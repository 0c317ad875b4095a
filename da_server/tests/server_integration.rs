//! Integration tests for the HTTP API, backed by in-memory match records.

use axum::Router;
use axum::body::Body;
use axum::http::{Request, StatusCode};
use da_server::api::{AppState, create_router};
use duel_arena::db::{Database, DatabaseConfig};
use duel_arena::duel::{DuelActor, DuelManager, StaticDealerRoster};
use duel_arena::payout::CommissionRate;
use duel_arena::records::{InMemoryMatchRecordRepository, MatchRecordManager};
use http_body_util::BodyExt;
use serde_json::{Value, json};
use std::sync::Arc;
use tower::ServiceExt; // For `oneshot` method

const CHALLENGER: i64 = 11;
const OPPONENT: i64 = 22;
const DEALER: i64 = 33;

/// Helper to create a test server with a running duel actor
fn create_test_server() -> Router {
    create_test_server_with_database(None)
}

fn create_test_server_with_database(database: Option<Database>) -> Router {
    let storage = if database.is_some() { "postgres" } else { "memory" };
    let records = MatchRecordManager::new(
        Arc::new(InMemoryMatchRecordRepository::new()),
        CommissionRate::default(),
    );
    let manager = DuelManager::new(records.clone(), Arc::new(StaticDealerRoster::new([DEALER])));
    let (actor, duels) = DuelActor::new(manager, 16);
    tokio::spawn(actor.run());

    create_router(AppState {
        duels,
        records,
        leaderboard_page_size: 10,
        storage: storage.to_string(),
        database,
    })
}

async fn send(app: &Router, request: Request<Body>) -> (StatusCode, Value) {
    let response = app.clone().oneshot(request).await.unwrap();
    let status = response.status();
    let body = response.into_body().collect().await.unwrap().to_bytes();
    let value = if body.is_empty() {
        Value::Null
    } else {
        serde_json::from_slice(&body).unwrap()
    };
    (status, value)
}

async fn post_action(app: &Router, action: Value) -> (StatusCode, Value) {
    let request = Request::builder()
        .method("POST")
        .uri("/api/v1/actions")
        .header("content-type", "application/json")
        .body(Body::from(action.to_string()))
        .unwrap();
    send(app, request).await
}

async fn get(app: &Router, uri: &str) -> (StatusCode, Value) {
    let request = Request::builder().uri(uri).body(Body::empty()).unwrap();
    send(app, request).await
}

/// Challenge, join, assign dealer and start; returns the first mover
async fn start_duel(app: &Router, stake: i64) -> i64 {
    let (status, body) = post_action(
        app,
        json!({"type": "challenge", "user_id": CHALLENGER, "stake": stake}),
    )
    .await;
    assert_eq!(status, StatusCode::OK);
    assert_eq!(body["type"], "challenged");

    let (status, body) = post_action(
        app,
        json!({"type": "join", "user_id": OPPONENT, "challenger": CHALLENGER}),
    )
    .await;
    assert_eq!(status, StatusCode::OK);
    assert_eq!(body["duel"]["phase"], "AwaitingDealer");

    let (status, body) = post_action(
        app,
        json!({"type": "join_as_dealer", "user_id": DEALER, "challenger": CHALLENGER}),
    )
    .await;
    assert_eq!(status, StatusCode::OK);
    assert_eq!(body["duel"]["ready"], true);

    let (status, body) = post_action(
        app,
        json!({"type": "start_match", "user_id": DEALER, "challenger": CHALLENGER}),
    )
    .await;
    assert_eq!(status, StatusCode::OK);
    assert_eq!(body["type"], "started");
    body["duel"]["active_participant"].as_i64().unwrap()
}

// ============================================================================
// Health Check Tests
// ============================================================================

#[tokio::test]
async fn test_health_check_endpoint() {
    let app = create_test_server();
    let (status, body) = get(&app, "/health").await;

    assert_eq!(status, StatusCode::OK);
    assert_eq!(body["status"], "healthy");
    assert_eq!(body["storage"], "memory");
    assert_eq!(body["storage_healthy"], true);
}

#[tokio::test]
async fn test_health_check_reports_unreachable_database() {
    let config = DatabaseConfig {
        database_url: "postgres://postgres@127.0.0.1:1/duel_db".to_string(),
        min_connections: 0,
        connection_timeout_secs: 1,
        ..DatabaseConfig::development()
    };
    let database = Database::connect_lazy(&config).unwrap();
    let app = create_test_server_with_database(Some(database));
    let (status, body) = get(&app, "/health").await;

    assert_eq!(status, StatusCode::SERVICE_UNAVAILABLE);
    assert_eq!(body["status"], "unhealthy");
    assert_eq!(body["duel_service"], true);
    assert_eq!(body["storage"], "postgres");
    assert_eq!(body["storage_healthy"], false);
}

// ============================================================================
// Duel Lifecycle Tests
// ============================================================================

#[tokio::test]
async fn test_full_duel_over_http() {
    let app = create_test_server();
    let first = start_duel(&app, 100).await;

    let moves: Vec<(i64, usize)> = if first == CHALLENGER {
        vec![(CHALLENGER, 0), (OPPONENT, 3), (CHALLENGER, 1), (OPPONENT, 4), (CHALLENGER, 2)]
    } else {
        vec![
            (OPPONENT, 3),
            (CHALLENGER, 0),
            (OPPONENT, 4),
            (CHALLENGER, 1),
            (OPPONENT, 8),
            (CHALLENGER, 2),
        ]
    };

    let mut last = Value::Null;
    for (user_id, cell) in moves {
        let (status, body) = post_action(
            &app,
            json!({"type": "move", "user_id": user_id, "cell": cell}),
        )
        .await;
        assert_eq!(status, StatusCode::OK);
        last = body;
    }

    assert_eq!(last["type"], "settled");
    assert_eq!(last["settlement"]["winner"], CHALLENGER);
    assert_eq!(last["settlement"]["payout"]["net"], 190);
    assert_eq!(last["settlement"]["record_persisted"], true);

    let (status, _) = get(&app, &format!("/api/v1/duels/{CHALLENGER}")).await;
    assert_eq!(status, StatusCode::NOT_FOUND);

    let (status, body) = get(&app, &format!("/api/v1/stats/{CHALLENGER}")).await;
    assert_eq!(status, StatusCode::OK);
    assert_eq!(body["wins"], 1);
    assert_eq!(body["total_winnings"], 190);
    assert_eq!(body["win_rate"], 1.0);

    let (status, body) = get(&app, "/api/v1/leaderboard?page=1").await;
    assert_eq!(status, StatusCode::OK);
    assert_eq!(body["total_pages"], 1);
    assert_eq!(body["entries"][0]["user_id"], CHALLENGER);
    assert_eq!(body["entries"][0]["rank"], 1);
    assert_eq!(body["entries"][0]["win_rate"], 1.0);
    assert_eq!(body["entries"][1]["win_rate"], 0.0);
}

#[tokio::test]
async fn test_get_active_duel() {
    let app = create_test_server();
    post_action(
        &app,
        json!({"type": "challenge", "user_id": CHALLENGER, "stake": 25}),
    )
    .await;

    let (status, body) = get(&app, &format!("/api/v1/duels/{CHALLENGER}")).await;
    assert_eq!(status, StatusCode::OK);
    assert_eq!(body["stake"], 25);
    assert_eq!(body["phase"], "AwaitingOpponent");
}

// ============================================================================
// Error Mapping Tests
// ============================================================================

#[tokio::test]
async fn test_second_challenge_conflicts() {
    let app = create_test_server();
    post_action(
        &app,
        json!({"type": "challenge", "user_id": CHALLENGER, "stake": 10}),
    )
    .await;

    let (status, body) = post_action(
        &app,
        json!({"type": "challenge", "user_id": CHALLENGER, "stake": 10}),
    )
    .await;
    assert_eq!(status, StatusCode::CONFLICT);
    assert_eq!(body["error"], "already_in_duel");
}

#[tokio::test]
async fn test_invalid_stake_is_unprocessable() {
    let app = create_test_server();
    let (status, body) = post_action(
        &app,
        json!({"type": "challenge", "user_id": CHALLENGER, "stake": -5}),
    )
    .await;
    assert_eq!(status, StatusCode::UNPROCESSABLE_ENTITY);
    assert_eq!(body["error"], "invalid_stake");
}

#[tokio::test]
async fn test_non_dealer_is_forbidden() {
    let app = create_test_server();
    post_action(
        &app,
        json!({"type": "challenge", "user_id": CHALLENGER, "stake": 10}),
    )
    .await;
    post_action(
        &app,
        json!({"type": "join", "user_id": OPPONENT, "challenger": CHALLENGER}),
    )
    .await;

    let (status, body) = post_action(
        &app,
        json!({"type": "join_as_dealer", "user_id": 99, "challenger": CHALLENGER}),
    )
    .await;
    assert_eq!(status, StatusCode::FORBIDDEN);
    assert_eq!(body["error"], "unauthorized");
}

#[tokio::test]
async fn test_join_unknown_challenge_not_found() {
    let app = create_test_server();
    let (status, body) = post_action(
        &app,
        json!({"type": "join", "user_id": OPPONENT, "challenger": 12345}),
    )
    .await;
    assert_eq!(status, StatusCode::NOT_FOUND);
    assert_eq!(body["error"], "duel_not_found");
}

#[tokio::test]
async fn test_stats_for_unknown_user_not_found() {
    let app = create_test_server();
    let (status, body) = get(&app, "/api/v1/stats/777").await;
    assert_eq!(status, StatusCode::NOT_FOUND);
    assert_eq!(body["error"], "not_found");
}

#[tokio::test]
async fn test_withdraw_reopens_over_http() {
    let app = create_test_server();
    post_action(
        &app,
        json!({"type": "challenge", "user_id": CHALLENGER, "stake": 60}),
    )
    .await;
    post_action(
        &app,
        json!({"type": "join", "user_id": OPPONENT, "challenger": CHALLENGER}),
    )
    .await;

    let (status, body) = post_action(
        &app,
        json!({"type": "cancel_or_withdraw", "user_id": OPPONENT}),
    )
    .await;
    assert_eq!(status, StatusCode::OK);
    assert_eq!(body["type"], "reopened");
    assert_eq!(body["duel"]["stake"], 60);
    assert_eq!(body["duel"]["phase"], "AwaitingOpponent");

    let (status, _) = get(&app, &format!("/api/v1/duels/{OPPONENT}")).await;
    assert_eq!(status, StatusCode::NOT_FOUND);
}

#[tokio::test]
async fn test_empty_leaderboard() {
    let app = create_test_server();
    let (status, body) = get(&app, "/api/v1/leaderboard").await;
    assert_eq!(status, StatusCode::OK);
    assert_eq!(body["page"], 1);
    assert_eq!(body["entries"], json!([]));
}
=======
# GOAL OF THE EXERCISE
From the line that holds "async fn test_empty_leaderboard()" to the last line of the records above, print each line exactly. Add nothing else.

# RESPONSE TO THIS EXERCISE
async fn test_empty_leaderboard() {
    let app = create_test_server();
    let (status, body) = get(&app, "/api/v1/leaderboard").await;
    assert_eq!(status, StatusCode::OK);
    assert_eq!(body["page"], 1);
    assert_eq!(body["entries"], json!([]));
}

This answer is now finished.